A clinical trial protocol should include a prespecified algorithm on how to adjudicate liver safety signals in studies of investigational agents for chronic HBV. In addition to frequency tables assessing the incidence and severity of liver safety biomarker laboratory data in treatment arms, treatment dose or duration effect, patient demographics, HBV parameters, liver disease parameters and other clinical factors should be considered. The timing of liver safety signal data in relationship to results from investigational assays assessing drug efficacy should also be considered.

For any patient who experiences an episode of liver injury during or after treatment with the study drug that is marked by an ALT > 5× ULN or >3× baseline, ALK >2× ULN, elevation in total bilirubin or if the study drug has been held or discontinued because of liver abnormalities, the local investigator should create a clinical narrative that includes the pertinent medical history and findings of additional diagnostic testing that were done (Table 6). If a liver biopsy was performed, available slides should be obtained and reviewed by an independent expert liver pathologist as part of the causality assessment review. In addition, the investigator will need to make a personal assessment of causality and relatedness to the study drug reporting these judgements in the patient's case record.
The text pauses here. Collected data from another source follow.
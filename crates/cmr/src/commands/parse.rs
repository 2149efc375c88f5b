//! Parse command implementation

use std::process::ExitCode;

use clap::Args;

use crate::commands::InputArgs;
use crate::error::CliError;
use crate::output;

#[derive(Args, Debug)]
pub struct ParseArgs {
    #[command(flatten)]
    pub input: InputArgs,

    /// Output format (compact, pretty, json, yaml)
    #[arg(long, default_value = "compact")]
    pub format: String,
}

/// Handle the parse command
pub fn handle_parse(args: &ParseArgs) -> Result<ExitCode, CliError> {
    let result = args.input.import()?;

    let rendered = match args.format.as_str() {
        "compact" => output::format_compact_output(&result),
        "pretty" => output::format_pretty_output(&result),
        "json" => serde_json::to_string_pretty(&result.report)
            .map_err(|e| CliError::Export(e.to_string()))?,
        "yaml" => {
            serde_yaml::to_string(&result.report).map_err(|e| CliError::Export(e.to_string()))?
        }
        other => {
            return Err(CliError::InvalidArgument(format!(
                "Unknown format: {}",
                other
            )));
        }
    };

    println!("{}", rendered);
    Ok(ExitCode::SUCCESS)
}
If the episode meets regulatory criteria for a serious adverse event (SAE), the investigator must promptly notify the study sponsor and expeditiously complete a SAE report (usually with a CIOMS form) for sponsor transmission to regulatory authorities and ethics committees.[55] If a potential pattern of liver safety signals emerges in a clinical trial of an investigational agent, it is advisable that the sponsor convene an independent adjudication committee to review all available liver safety data and make recommendations regarding study discontinuation vs continuation with any needed changes in the study protocol.[21]